Since the first followers of Jesus began meeting in houses, small groups of people who meet regularly have reinforced relationships and strengthened the church.

Stepping up as a small-group facilitator is a great way to develop leadership skills, but it can also be intimidating. The good news is that effective facilitators don’t have to know everything.

In the past, we’ve written about free tools to help manage small groups. Here now are five fundamentals of facilitation for anyone who wants to improve as a small-group leader or coach.

“Tell the audience what you're going to say; say it; then tell them what you've said.” — Dale Carnegie TWEET THIS TWEET THIS

Step 1: Plan and prepare well

You can’t relax when you procrastinate. Prepare early so you can lead with confidence and focus on the people instead of the plan.

Here’s a checklist to review as you prepare your session:

  • Develop a clear idea of what you want to achieve during your meeting time.
  • Find or create appropriate resources such as study guides.
  • Consider activities that will engage the group.
  • Come up with lots of good questions to ask.
  • Brainstorm personal experiences you can use to make the topic relatable.
  • Rehearse difficult or key parts of your session if it makes you more comfortable.
  • Create an outline. Don't memorize a script, but know your material and make your delivery look natural.
  • Arrive early. Know the room, including technical needs such as outlets and the Wi-Fi password.

Step 2: Set the hook and establish expectations

Grabbing someone's attention can feel like trying to pull a minnow from a lake with your bare hands. People are busy and often distracted. Facilitating is like fishing because the task is much easier if you have a great hook.

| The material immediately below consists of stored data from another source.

//! The backend seam.
//!
//! A [`Backend`] is the async runtime the bridge delegates execution to: it
//! owns connections and schema state and executes [`QueryState`]s against
//! shadow models. The facade never talks to a driver directly.

use std::future::Future;
use std::sync::Arc;

use raphael_core::{ConnectionTarget, Cx, Error, Outcome, RaphaelConfig, Row, Value};
use raphael_query::{Aggregate, QueryState};
use raphael_schema::ShadowModel;

/// Settings passed through unmodified from [`RaphaelConfig`] to the backend.
#[derive(Debug, Clone, PartialEq, Eq)]
pub struct BackendOptions {
    pub use_tz: bool,
    pub timezone: String,
    pub pool_size: usize,
}

impl BackendOptions {
    pub fn from_config(config: &RaphaelConfig) -> Self {
        Self {
            use_tz: config.use_tz,
            timezone: config.timezone.clone(),
            pool_size: config.pool_size,
        }
    }
}

impl Default for BackendOptions {
    fn default() -> Self {
        Self {
            use_tz: true,
            timezone: "UTC".to_string(),
            pool_size: 1,
        }
    }
}

/// One row to insert: the columns the caller supplies, in field order.
///
/// Omitted columns take the backend's default (generated key, declared
/// default, or NULL).
pub type InsertRow = Vec<(String, Value)>;

/// An async ORM runtime capable of storing shadow models.
pub trait Backend: Send + Sync + 'static {
    /// Open the connection pool for `target`. Opening an open backend is a no-op.
    fn open(
        &self,
        cx: &Cx,
        target: &ConnectionTarget,
        options: &BackendOptions,
    ) -> impl Future<Output = Outcome<(), Error>> + Send;

    /// Create missing tables for `models`. Never drops or alters.
    fn materialize(
        &self,
        cx: &Cx,
        models: &[Arc<ShadowModel>],
    ) -> impl Future<Output = Outcome<(), Error>> + Send;

    /// Rows matching `state`, restricted to `columns` (all when empty).
    fn fetch(
        &self,
        cx: &Cx,
        model: &ShadowModel,
        columns: &[String],
        state: &QueryState,
    ) -> impl Future<Output = Outcome<Vec<Row>, Error>> + Send;

    fn count(
        &self,
        cx: &Cx,
        model: &ShadowModel,
        state: &QueryState,
    ) -> impl Future<Output = Outcome<u64, Error>> + Send;

    fn exists(
        &self,
        cx: &Cx,
        model: &ShadowModel,
        state: &QueryState,
    ) -> impl Future<Output = Outcome<bool, Error>> + Send;

    /// Insert one row and return it as stored (with generated key and defaults).
    fn insert(
        &self,
        cx: &Cx,
        model: &ShadowModel,
        row: InsertRow,
    ) -> impl Future<Output = Outcome<Row, Error>> + Send;

    /// Insert several rows in one round trip where possible.
    ///
    /// Returns the stored rows in input order, or an empty vector when the
    /// backend cannot report them.
    fn insert_many(
        &self,
        cx: &Cx,
        model: &ShadowModel,
        rows: Vec<InsertRow>,
    ) -> impl Future<Output = Outcome<Vec<Row>, Error>> + Send;

    /// Apply `assignments` to every row matching `state`; returns the count.
    fn update(
        &self,
        cx: &Cx,
        model: &ShadowModel,
        assignments: &[(String, Value)],
        state: &QueryState,
    ) -> impl Future<Output = Outcome<u64, Error>> + Send;

    fn delete(
        &self,
        cx: &Cx,
        model: &ShadowModel,
        state: &QueryState,
    ) -> impl Future<Output = Outcome<u64, Error>> + Send;

    /// One row holding each aggregate under its alias.
    fn aggregate(
        &self,
        cx: &Cx,
        model: &ShadowModel,
        aggregates: &[Aggregate],
        state: &QueryState,
    ) -> impl Future<Output = Outcome<Row, Error>> + Send;

    /// Release every connection. Closing a closed backend is a no-op.
    fn close(&self, cx: &Cx) -> impl Future<Output = Outcome<(), Error>> + Send;
}

#[cfg(test)]
mod tests {
    use super::*;

    #[test]
    fn test_options_from_config() {
        let config = RaphaelConfig::new(raphael_core::DatabaseConfig::new("sqlite3"))
            .use_tz(false)
            .timezone("Europe/Paris")
            .pool_size(4);
        let options = BackendOptions::from_config(&config);
        assert!(!options.use_tz);
        assert_eq!(options.timezone, "Europe/Paris");
        assert_eq!(options.pool_size, 4);
    }

    #[test]
    fn test_default_options() {
        let options = BackendOptions::default();
        assert!(options.use_tz);
        assert_eq!(options.timezone, "UTC");
        assert_eq!(options.pool_size, 1);
    }
}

Here’s another list to help you draw people into discussion:

  • Provide participants with an overview of the session.
  • Plan an icebreaker.
  • Project a positive and welcoming image (smile, move around, use hand gestures).
  • Position yourself as a fellow participant, learning from the wisdom of others.
  • Discuss both sides of controversial issues and let people reach their own conclusions.
  • Make it clear that your views are open to further discussion.
  • Never let them see you sweat! Be confident to gain the confidence of your audience.
  • Build what learners say into the discussion.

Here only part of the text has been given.